More specifically, for the derivatives of the bias units' weights, we have:
$$
\frac{\partial J(\Theta)}{\partial \Theta_{i,0}^{(l)}} = a^{(l)}_0\delta^{(l+1)}_i =\delta^{(l+1)}_i.
$$
==__Value of $\boldsymbol{\delta}^{(L)}$__==
Now let us find $\boldsymbol{\delta}$ for the output layer (layer L). By definition and chain rule,
$$
\delta^{(L)}_i = \frac{\partial J(\Theta)}{\partial z^{(L)}_i}
= \sum_{k=1}^{s_L} \frac{\partial J(\Theta)}{\partial a^{(L)}_k} \frac{\partial a^{(L)}_k}{\partial z_{i}^{(L)}}
=\frac{\partial J(\Theta)}{\partial a^{(L)}_i} g'(z_i{(L)}),
$$
where $i= 1,2,...,s_L$, i.e.,
$$
\color{red}{
\boldsymbol{\delta}^{L} = \nabla_{\boldsymbol{a}^{(L)}}J(\Theta).*g'(\boldsymbol{z}^{(L)}).
}
$$
Note we used the result
$$
\begin{align}
\frac{\partial a^{(l)}_k}{\partial z_{i}^{(l)}} =
\begin{cases}
0, &\quad \text{if } k \ne i,\\
g'(z_i{(l)}), &\quad \text{if } k = i.
\end{cases}
\end{align}
$$
The exact form of $\nabla_{\boldsymbol{a}^{(L)}}J$ will, of course, depend on the form of the cost function.

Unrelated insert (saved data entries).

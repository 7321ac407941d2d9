//! Transport module - the seams to the serial link.
//!
//! The driver runs over any [`SerialStream`]; opening and reopening the port
//! is left to the caller. Liveness changes are reported through a
//! [`LinkObserver`] and the current [`LinkState`].

mod link;

pub use link::{LinkObserver, LinkState, NoopObserver, SerialStream};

If we're using the quadratic cost function, $J = \frac{1}{2}\sum_{i=1}^{s_L}(a_i^{(L)}-y_i)^2$, then we have
$$
\boldsymbol{\delta}^{L} = \boldsymbol{a}^{(L)} - \boldsymbol{y}.
$$
==__Relation between $\boldsymbol{\delta}^{(l)}$ and $\boldsymbol{\delta}^{(l+1)}$__==
Recall that
$$
z^{(l+1)}_k
= (\Theta_k^{(l)})^{\text{T}} \cdot \boldsymbol{a}^{(l)}
= (\Theta_k^{(l)})^{\text{T}} \cdot g(\boldsymbol{z}^{(l)})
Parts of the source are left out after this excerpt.